-- INFORMATION PROVIDED --
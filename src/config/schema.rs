//! Configuration schema definitions.
//!
//! This module defines the complete settings structure for the backend.
//! All types derive Serde traits for deserialization from config files.

use std::collections::BTreeMap;
use std::time::Duration;

use serde::{Deserialize, Serialize};

/// Root settings for the backend.
#[derive(Debug, Clone, Deserialize, Serialize, Default)]
#[serde(default)]
pub struct Settings {
    /// Enables debug logging and verbose diagnostics.
    pub debug: bool,

    /// HTTP server settings.
    pub server: ServerConfig,

    /// VOICEVOX engine connection and launch settings.
    pub voicevox: VoicevoxConfig,

    /// Voice playback settings and emotion presets.
    pub voice: VoiceConfig,

    /// Monitoring feature settings.
    pub monitoring: MonitoringConfig,

    /// Directories served or written by the backend.
    pub paths: PathsConfig,

    /// Observability settings.
    pub observability: ObservabilityConfig,
}

/// HTTP server configuration.
#[derive(Debug, Clone, Deserialize, Serialize)]
#[serde(default)]
pub struct ServerConfig {
    /// Bind address (e.g., "0.0.0.0:8000").
    pub bind_address: String,

    /// Request timeout in seconds.
    pub request_timeout_secs: u64,

    /// Maximum request body size in bytes.
    pub max_body_size: usize,
}

impl Default for ServerConfig {
    fn default() -> Self {
        Self {
            bind_address: "0.0.0.0:8000".to_string(),
            request_timeout_secs: 30,
            max_body_size: 2 * 1024 * 1024, // 2MB
        }
    }
}

/// VOICEVOX engine configuration.
#[derive(Debug, Clone, Deserialize, Serialize)]
#[serde(default)]
pub struct VoicevoxConfig {
    /// Base URL of the engine HTTP API.
    pub host: String,

    /// Default speaker ID.
    pub speaker: u32,

    /// Path to the engine executable. Default install locations are tried when unset.
    pub engine_path: Option<String>,

    /// Timeout for synthesis calls in seconds.
    pub request_timeout_secs: u64,
}

impl Default for VoicevoxConfig {
    fn default() -> Self {
        Self {
            host: "http://127.0.0.1:50021".to_string(),
            speaker: 0,
            engine_path: None,
            request_timeout_secs: 30,
        }
    }
}

/// Prosody adjustments applied for an emotion.
#[derive(Debug, Clone, Copy, PartialEq, Deserialize, Serialize)]
pub struct VoicePreset {
    pub pitch: f64,
    pub intonation: f64,
    pub speed: f64,
}

impl VoicePreset {
    pub const NEUTRAL: VoicePreset = VoicePreset {
        pitch: 0.0,
        intonation: 1.0,
        speed: 1.0,
    };
}

/// Voice configuration.
#[derive(Debug, Clone, Deserialize, Serialize)]
#[serde(default)]
pub struct VoiceConfig {
    /// Window in seconds during which a repeated line is suppressed.
    pub cooldown_secs: f64,

    /// Emotion name to preset.
    pub presets: BTreeMap<String, VoicePreset>,
}

impl VoiceConfig {
    /// Preset for an emotion, neutral when unknown.
    pub fn preset(&self, emotion: &str) -> VoicePreset {
        self.presets
            .get(emotion)
            .copied()
            .unwrap_or(VoicePreset::NEUTRAL)
    }
}

impl Default for VoiceConfig {
    fn default() -> Self {
        let presets = [
            ("happy", 0.06, 1.3, 1.05),
            ("worried", -0.03, 0.9, 0.95),
            ("surprised", 0.12, 1.5, 1.2),
            ("gentle", -0.06, 1.1, 0.9),
            ("sleepy", -0.09, 0.8, 0.8),
        ]
        .into_iter()
        .map(|(name, pitch, intonation, speed)| {
            (
                name.to_string(),
                VoicePreset {
                    pitch,
                    intonation,
                    speed,
                },
            )
        })
        .collect();

        Self {
            cooldown_secs: 1.5,
            presets,
        }
    }
}

/// Monitoring feature configuration.
#[derive(Debug, Clone, Deserialize, Serialize)]
#[serde(default)]
pub struct MonitoringConfig {
    /// Detector command and arguments. Prints a zombie count per invocation.
    pub detector_command: Vec<String>,

    /// Timeout for a single detector invocation in milliseconds.
    pub detector_timeout_ms: u64,

    /// Interval between detection ticks in milliseconds.
    pub frame_interval_ms: u64,

    /// Per-alert cooldowns.
    pub cooldowns: AlertCooldowns,

    /// Engine readiness wait before monitoring starts.
    pub readiness: ReadinessConfig,
}

impl Default for MonitoringConfig {
    fn default() -> Self {
        Self {
            detector_command: Vec::new(),
            detector_timeout_ms: 5_000,
            frame_interval_ms: 500,
            cooldowns: AlertCooldowns::default(),
            readiness: ReadinessConfig::default(),
        }
    }
}

/// Cooldowns in seconds between two alerts of the same level.
#[derive(Debug, Clone, Deserialize, Serialize)]
#[serde(default)]
pub struct AlertCooldowns {
    pub horde_secs: f64,
    pub few_secs: f64,
    pub warning_secs: f64,
}

impl Default for AlertCooldowns {
    fn default() -> Self {
        Self {
            horde_secs: 8.0,
            few_secs: 5.0,
            warning_secs: 6.0,
        }
    }
}

/// Readiness wait configuration.
#[derive(Debug, Clone, Deserialize, Serialize)]
#[serde(default)]
pub struct ReadinessConfig {
    /// Total wait budget in milliseconds.
    pub max_wait_ms: u64,

    /// Interval used until `slow_after_ms` has elapsed.
    pub initial_interval_ms: u64,

    /// Interval used once `slow_after_ms` has elapsed.
    pub slow_interval_ms: u64,

    /// Elapsed time after which polling slows down.
    pub slow_after_ms: u64,

    /// Elapsed time between two progress log lines.
    pub progress_every_ms: u64,
}

impl Default for ReadinessConfig {
    fn default() -> Self {
        Self {
            max_wait_ms: 15_000,
            initial_interval_ms: 300,
            slow_interval_ms: 1_000,
            slow_after_ms: 5_000,
            progress_every_ms: 5_000,
        }
    }
}

/// Directories used by the backend.
#[derive(Debug, Clone, Deserialize, Serialize)]
#[serde(default)]
pub struct PathsConfig {
    pub static_dir: String,
    pub logs_dir: String,
    pub temp_dir: String,
    pub shared_dir: String,
}

impl Default for PathsConfig {
    fn default() -> Self {
        Self {
            static_dir: "data/static".to_string(),
            logs_dir: "data/logs".to_string(),
            temp_dir: "data/temp".to_string(),
            shared_dir: "data/shared".to_string(),
        }
    }
}

impl PathsConfig {
    /// All configured directories.
    pub fn all(&self) -> [&str; 4] {
        [
            &self.static_dir,
            &self.logs_dir,
            &self.temp_dir,
            &self.shared_dir,
        ]
    }
}

/// Observability configuration.
#[derive(Debug, Clone, Deserialize, Serialize)]
#[serde(default)]
pub struct ObservabilityConfig {
    /// Enable metrics endpoint.
    pub metrics_enabled: bool,

    /// Metrics endpoint bind address.
    pub metrics_address: String,
}

impl Default for ObservabilityConfig {
    fn default() -> Self {
        Self {
            metrics_enabled: false,
            metrics_address: "127.0.0.1:9090".to_string(),
        }
    }
}

/// Saturating conversion; out-of-range values never panic.
fn secs(value: f64) -> Duration {
    Duration::try_from_secs_f64(value.max(0.0)).unwrap_or(Duration::MAX)
}

impl AlertCooldowns {
    pub fn horde(&self) -> Duration {
        secs(self.horde_secs)
    }

    pub fn few(&self) -> Duration {
        secs(self.few_secs)
    }

    pub fn warning(&self) -> Duration {
        secs(self.warning_secs)
    }
}

impl VoiceConfig {
    pub fn cooldown(&self) -> Duration {
        secs(self.cooldown_secs)
    }
}
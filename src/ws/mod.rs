//! WebSocket subsystem.
//!
//! # Data Flow
//! ```text
//! Client connects (http/routes/websocket.rs)
//!     → manager.rs register → per-connection channel
//!     → writer task forwards channel → socket
//!
//! Any subsystem (monitoring, routes):
//!     → manager.rs broadcast / notify → every channel
//! ```

pub mod manager;
pub mod protocol;

pub use manager::ConnectionManager;
pub use protocol::{ClientMessage, Notification, ServerMessage};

-- GOAL OF THE EXERCISE --
Reproduce each line from the listing above that includes the word "intonation".

-- OUTPUT --
    pub intonation: f64,
        intonation: 1.0,
        .map(|(name, pitch, intonation, speed)| {
                    intonation,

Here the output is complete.